# What you should do
Set down the records below in full, exactly as they read.

# Data for this task
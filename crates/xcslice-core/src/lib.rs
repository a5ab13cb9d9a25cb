//! xcslice-core - Core types, errors, and configuration
//!
//! This crate provides the foundational types shared by the xcslice crates:
//! - [`Platform`], [`PlatformVariant`], and [`Architecture`] for slice identification
//! - [`LinkingKind`] and [`Status`] carried in resolved metadata
//! - [`ResolveError`] for error handling
//! - [`ResolverConfig`] for resolver configuration
//! - [`DiagnosticSink`] for warnings emitted during resolution

mod config;
mod diagnostics;
mod error;
mod platform;

pub use config::ResolverConfig;
pub use diagnostics::{CollectingSink, Diagnostic, DiagnosticSink, NullSink};
pub use error::{ResolveError, ResolveResult};
pub use platform::{Architecture, Platform, PlatformVariant};

use serde::{Deserialize, Serialize};

/// How a consumer links against a slice's binary
#[derive(Debug, Clone, Copy, PartialEq, Eq, Hash, Serialize, Deserialize)]
#[serde(rename_all = "lowercase")]
pub enum LinkingKind {
    Static,
    Dynamic,
}

impl std::fmt::Display for LinkingKind {
    fn fmt(&self, f: &mut std::fmt::Formatter<'_>) -> std::fmt::Result {
        match self {
            LinkingKind::Static => write!(f, "static"),
            LinkingKind::Dynamic => write!(f, "dynamic"),
        }
    }
}

/// Whether the caller requires the bundle or can build without it
///
/// Echoed unchanged into the resolved metadata.
#[derive(Debug, Clone, Copy, Default, PartialEq, Eq, Hash, Serialize, Deserialize)]
#[serde(rename_all = "lowercase")]
pub enum Status {
    #[default]
    Required,
    Optional,
}

impl std::fmt::Display for Status {
    fn fmt(&self, f: &mut std::fmt::Formatter<'_>) -> std::fmt::Result {
        match self {
            Status::Required => write!(f, "required"),
            Status::Optional => write!(f, "optional"),
        }
    }
}

/// Prelude module for convenient imports
pub mod prelude {
    pub use crate::{
        Architecture, CollectingSink, DiagnosticSink, LinkingKind, NullSink, Platform,
        PlatformVariant, ResolveError, ResolveResult, ResolverConfig, Status,
    };
}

# Output of the exercise
filename crates/xcslice-core/src/lib.rs
repository a5ab13cb9d9a25cb
//! xcslice-core - Core types, errors, and configuration
//!
//! This crate provides the foundational types shared by the xcslice crates:
//! - [`Platform`], [`PlatformVariant`], and [`Architecture`] for slice identification
//! - [`LinkingKind`] and [`Status`] carried in resolved metadata
//! - [`ResolveError`] for error handling
//! - [`ResolverConfig`] for resolver configuration
//! - [`DiagnosticSink`] for warnings emitted during resolution

mod config;
mod diagnostics;
mod error;
mod platform;

pub use config::ResolverConfig;
pub use diagnostics::{CollectingSink, Diagnostic, DiagnosticSink, NullSink};
pub use error::{ResolveError, ResolveResult};
pub use platform::{Architecture, Platform, PlatformVariant};

use serde::{Deserialize, Serialize};

/// How a consumer links against a slice's binary
#[derive(Debug, Clone, Copy, PartialEq, Eq, Hash, Serialize, Deserialize)]
#[serde(rename_all = "lowercase")]
pub enum LinkingKind {
    Static,
    Dynamic,
}

impl std::fmt::Display for LinkingKind {
    fn fmt(&self, f: &mut std::fmt::Formatter<'_>) -> std::fmt::Result {
        match self {
            LinkingKind::Static => write!(f, "static"),
            LinkingKind::Dynamic => write!(f, "dynamic"),
        }
    }
}

/// Whether the caller requires the bundle or can build without it
///
/// Echoed unchanged into the resolved metadata.
#[derive(Debug, Clone, Copy, Default, PartialEq, Eq, Hash, Serialize, Deserialize)]
#[serde(rename_all = "lowercase")]
pub enum Status {
    #[default]
    Required,
    Optional,
}

impl std::fmt::Display for Status {
    fn fmt(&self, f: &mut std::fmt::Formatter<'_>) -> std::fmt::Result {
        match self {
            Status::Required => write!(f, "required"),
            Status::Optional => write!(f, "optional"),
        }
    }
}

/// Prelude module for convenient imports
pub mod prelude {
    pub use crate::{
        Architecture, CollectingSink, DiagnosticSink, LinkingKind, NullSink, Platform,
        PlatformVariant, ResolveError, ResolveResult, ResolverConfig, Status,
    };
}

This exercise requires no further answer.